Your lunula are not just nail decorations. Doctors can check on their size and colour as an indication of any underlying health issues.

Popliteal fossa

Also known as the popliteal space, this perhaps doesn’t roll off the tongue quite as easily as 'ear', 'nose' or 'armpit' - but on the other hand, you could argue that it’s the armpit of the, well, leg.

Image caption,
The popliteal fossa is the hollow space at the back of the leg, behind the knee

The popliteal fossa is the diamond-shaped space you find at the back of your knee, formed between the muscles of the thigh and calf. It’s not just a space created by accident, it allows nerves to pass between the thigh and lower leg.

Canthus

There’s a saying about spotting something from of the corner of your eye. A shorter - but not necessarily snappier - way of saying it is that you’ve spotted something from your canthus.

Image caption,
The canthus marks a specific set of corners in the facial area

The points - or corners - where your upper and lower eyelids meet are the canthus. It’s not that new a term, either. The OED contains a 1728 listing from Ephraim Chambers’ Cyclopaedia (a dictionary for the arts and sciences) which reads: “That Corner next the Nose, is called the great, inner, and domestick Canthus.”

Suprasternal notch
Image caption,
Can you spot the suprasternal notch in this picture?

Trace a line down the exact centre of your neck, towards your chest, and you’ll come to a small indentation at the bottom, between the two bones known as your clavicles.

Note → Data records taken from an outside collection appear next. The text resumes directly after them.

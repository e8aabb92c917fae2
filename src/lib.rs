//! tflink: upload the clipboard to tmpfile.link from the command line.

pub mod app;
pub mod bootstrap;
pub mod cli;
pub mod presenter;
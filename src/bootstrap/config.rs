//! Configuration loading.
//!
//! The loader only reads and parses. Range and URL checks live in
//! `UploaderConfig::validate`, which wiring runs.

use std::path::Path;

use anyhow::Context;
use tf_core::config::UploaderConfig;

use crate::cli::Args;

/// Load configuration from a TOML file. Missing keys take their defaults.
pub fn load_config(config_path: &Path) -> anyhow::Result<UploaderConfig> {
    let content = std::fs::read_to_string(config_path)
        .with_context(|| format!("Failed to read config file: {}", config_path.display()))?;
    toml::from_str(&content)
        .with_context(|| format!("Failed to parse config file: {}", config_path.display()))
}

/// An explicit path must load; the default location is used only when the
/// file is there; otherwise built-in defaults apply.
pub fn resolve_config(
    explicit: Option<&Path>,
    default_path: Option<&Path>,
) -> anyhow::Result<UploaderConfig> {
    match (explicit, default_path) {
        (Some(path), _) => load_config(path),
        (None, Some(path)) if path.is_file() => load_config(path),
        _ => Ok(UploaderConfig::default()),
    }
}

/// Command-line flags win over file values.
pub fn apply_cli_overrides(config: &mut UploaderConfig, args: &Args) {
    if let Some(endpoint) = &args.endpoint {
        config.upload.endpoint = endpoint.clone();
    }
    if let Some(mode) = args.qr {
        config.qr.strategy = mode.into();
    }
    if args.no_copy {
        config.upload.copy_link_to_clipboard = false;
    }
}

That depression has a number of names, including the jugular notch - and also the suprasternal notch.

Hallux

We already have a well-known term for this. In everyday use, we’d call our hallux our big toe.

Image caption,
Put your best hallux forward

The word isn’t linked to bigness though. The hallux is the innermost digit of a lower limb. As well as the toes on human beings, it could also refer to the innermost claw on a bird’s foot. In some primates, the hallux is further apart from the rest of the toes, making it easier for these animals to pick up branches, etc, with their feet as the gap gives them greater dexterity.

This article was published in May 2023.